La historia era sobre el origen de la familia, un inmigrante español que llegó al norte del país y que compró un apellido para ocultar su origen judío.

Hasta ahí llegó la capacidad de atención de la Cata, como era conocida entre sus amigos. Se fue al patio trasero donde una larga mesa había sido dispuesta con comida y bebidas. Tomó una lata de cerveza desde un cooler y comenzó a revisar redes sociales en su teléfono móvil.

Sintió ganas de orinar y se dirigió al interior de la casa, el cuento de la tía había terminado y los oyentes se habían disgregado en pequeños grupos. Su madre conversaba con ella y se percató de su presencia. No pudo escapar.

—Catita, venga mi amor —la muchacha asintió y se acercó— tía le presento a Catalina, salude mi amor. Hija, la tía Florencia ha tenido una vida fascinante, tiene tantas historias, a mi me encanta escucharla —alguien llamó a la madre sacándola de su entusiasmo.

—Recuerdo otra Catalina en nuestra familia, hace muchos años —precisó la viejita— una historia triste —agregó.

—Tía, en las noticias dan historias tristes todos los días —respondió la joven.

—Ella fue asesinada —sentenció con una sonrisa— pero es todo lo que sé.

Catalina pidió permiso y se puso de pie. Comenzó a vagar por la casa, una construcción grande y antigua, cercana a la avenida principal de la ciudad de Quilpué. Un pueblucho lejano según la perspectiva de una muchacha viñamarina como ella. Una habitación a media luz llamó su atención, una biblioteca. Abrió las cortinas polvorientas.

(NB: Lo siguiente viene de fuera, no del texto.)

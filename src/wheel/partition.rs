//! Segment partitioning

use crate::error::{DraftError, Result};
use crate::types::{Participant, Segment};
use std::f64::consts::TAU;

/// Split a full turn into contiguous arcs proportional to each participant's
/// tickets, in the order the participants are given.
///
/// The final arc always ends at exactly `2π`, so accumulated rounding never
/// leaves a gap at the seam.
pub fn partition(population: &[Participant]) -> Result<Vec<Segment>> {
    if population.is_empty() {
        return Err(DraftError::EmptyPopulation.into());
    }

    let mut total: u64 = 0;
    for participant in population {
        match participant.weight {
            Some(weight) if weight > 0 => total += u64::from(weight),
            _ => {
                return Err(DraftError::InvalidWeight {
                    participant_id: participant.id.clone(),
                }
                .into())
            }
        }
    }

    let last = population.len() - 1;
    let mut offset = 0.0;
    let segments = population
        .iter()
        .enumerate()
        .map(|(index, participant)| {
            let weight = participant.weight.unwrap_or_default();
            let span = TAU * (f64::from(weight) / total as f64);
            let start_angle = offset;
            let end_angle = if index == last { TAU } else { offset + span };
            offset = end_angle;

            Segment {
                participant: participant.clone(),
                start_angle,
                end_angle,
            }
        })
        .collect();

    Ok(segments)
}
//! Participant source trait and implementations

use crate::error::{DraftError, Result};
use crate::types::{Participant, ParticipantEntry, RatingAnchors};
use async_trait::async_trait;
use std::collections::HashMap;
use tracing::{info, warn};

/// Trait for the external collaborator supplying round data
#[cfg_attr(test, mockall::automock)]
#[async_trait]
pub trait ParticipantSource: Send + Sync {
    /// Participants who finished the round, with their raw scores
    async fn fetch_entries(&self) -> Result<Vec<ParticipantEntry>>;

    /// Rating anchors for the round's course, if known
    async fn fetch_anchors(&self) -> Result<Option<RatingAnchors>>;

    /// Prior ratings keyed by exact participant name
    async fn fetch_baseline_ratings(&self) -> Result<HashMap<String, f64>>;
}

/// Everything needed to build a draft session
#[derive(Debug, Clone, PartialEq)]
pub struct DraftInputs {
    pub participants: Vec<Participant>,
    pub anchors: Option<RatingAnchors>,
}

/// Fetch entries, anchors and prior ratings and join them by name.
///
/// Only a failure to fetch entries is fatal. Missing anchors or ratings
/// degrade to the baseline fallback and the neutral ticket count.
pub async fn load_draft_inputs(source: &dyn ParticipantSource) -> Result<DraftInputs> {
    let entries = source
        .fetch_entries()
        .await
        .map_err(|e| DraftError::SourceError {
            message: format!("Failed to fetch round results: {}", e),
        })?;

    let anchors = match source.fetch_anchors().await {
        Ok(anchors) => anchors,
        Err(e) => {
            warn!("Failed to fetch rating anchors, using prior ratings instead: {}", e);
            None
        }
    };

    let ratings = match source.fetch_baseline_ratings().await {
        Ok(ratings) => ratings,
        Err(e) => {
            warn!("Failed to fetch prior ratings, treating all as unknown: {}", e);
            HashMap::new()
        }
    };

    let participants: Vec<Participant> = entries
        .into_iter()
        .map(|entry| {
            let baseline = ratings.get(&entry.name).copied();
            Participant::from(entry).with_baseline_rating(baseline)
        })
        .collect();

    let rated = participants
        .iter()
        .filter(|p| p.baseline_rating.is_some())
        .count();
    info!(
        "Loaded {} participants ({} with prior ratings), anchors: {}",
        participants.len(),
        rated,
        if anchors.is_some() { "found" } else { "missing" }
    );

    Ok(DraftInputs {
        participants,
        anchors,
    })
}

/// In-memory participant source
#[derive(Debug, Clone, Default)]
pub struct StaticParticipantSource {
    entries: Vec<ParticipantEntry>,
    anchors: Option<RatingAnchors>,
    ratings: HashMap<String, f64>,
}

impl StaticParticipantSource {
    /// Create a source with the given round entries
    pub fn new(entries: Vec<ParticipantEntry>) -> Self {
        Self {
            entries,
            ..Self::default()
        }
    }

    pub fn with_anchors(mut self, anchors: RatingAnchors) -> Self {
        self.anchors = Some(anchors);
        self
    }

    pub fn with_baseline_rating(mut self, name: impl Into<String>, rating: f64) -> Self {
        self.ratings.insert(name.into(), rating);
        self
    }
}

#[async_trait]
impl ParticipantSource for StaticParticipantSource {
    async fn fetch_entries(&self) -> Result<Vec<ParticipantEntry>> {
        Ok(self.entries.clone())
    }

    async fn fetch_anchors(&self) -> Result<Option<RatingAnchors>> {
        Ok(self.anchors)
    }

    async fn fetch_baseline_ratings(&self) -> Result<HashMap<String, f64>> {
        Ok(self.ratings.clone())
    }
}
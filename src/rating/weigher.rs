//! Ticket weighting
//!
//! Converts the differential between a round's derived rating and the
//! participant's prior rating into draw tickets. With the default schedule:
//!
//! | differential        | tickets                    |
//! |---------------------|----------------------------|
//! | `>= +100`           | 100                        |
//! | `0 < diff < 100`    | `round(50 + diff * 0.5)`   |
//! | `-100 < diff <= 0`  | `round(50 + diff * 0.25)`  |
//! | `<= -100`           | 25                         |
//!
//! The ramp is steeper above zero than below it.

use crate::config::TicketConfig;
use crate::error::Result;
use crate::types::Tickets;

/// Pure mapping from rating differential to tickets
#[derive(Debug, Clone)]
pub struct TicketWeigher {
    config: TicketConfig,
    reward_slope: f64,
    penalty_slope: f64,
}

impl TicketWeigher {
    /// Create a weigher from a validated schedule
    pub fn new(config: TicketConfig) -> Result<Self> {
        config.validate()?;

        Ok(Self {
            reward_slope: config.reward_slope(),
            penalty_slope: config.penalty_slope(),
            config,
        })
    }

    /// Tickets for a derived rating measured against the prior rating.
    /// An unknown prior counts as no differential.
    pub fn weigh(&self, derived_rating: f64, baseline_rating: Option<f64>) -> Tickets {
        let reference = baseline_rating.unwrap_or(derived_rating);
        self.weigh_differential(derived_rating - reference)
    }

    /// Tickets for a raw rating differential
    pub fn weigh_differential(&self, diff: f64) -> Tickets {
        let config = &self.config;
        if !diff.is_finite() {
            return config.baseline;
        }

        if diff >= config.saturation {
            return config.ceiling;
        }
        if diff <= -config.saturation {
            return config.floor;
        }

        let slope = if diff > 0.0 {
            self.reward_slope
        } else {
            self.penalty_slope
        };
        let tickets = f64::from(config.baseline) + diff * slope;

        (tickets.round() as Tickets).clamp(config.floor, config.ceiling)
    }
}

impl Default for TicketWeigher {
    fn default() -> Self {
        let config = TicketConfig::default();
        Self {
            reward_slope: config.reward_slope(),
            penalty_slope: config.penalty_slope(),
            config,
        }
    }
}
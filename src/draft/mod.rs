//! Draft orchestration
//!
//! This module holds the draft session state machine, the async controller
//! that animates spins on a frame clock, and the rendering sink interface.

pub mod controller;
pub mod session;
pub mod sink;

// Re-export commonly used types
pub use controller::{DraftController, DraftStats};
pub use session::{membership, DraftSession, SpinRequest};
pub use sink::{NullRenderSink, RenderSink, TracingRenderSink};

Recorrió con la mirada las repisas donde no se hacía aseo hace años. Sobre una mesa arrinconada una pila de libros de tapa dura y lomos redondos era coronada por un cuaderno titulado "Diario". Lo sopesó unos segundos y lo abrió en la primera página. El papel amarillento contenía una frase que le hizo abrir los ojos como platos, "Este diario pertenece a Catalina".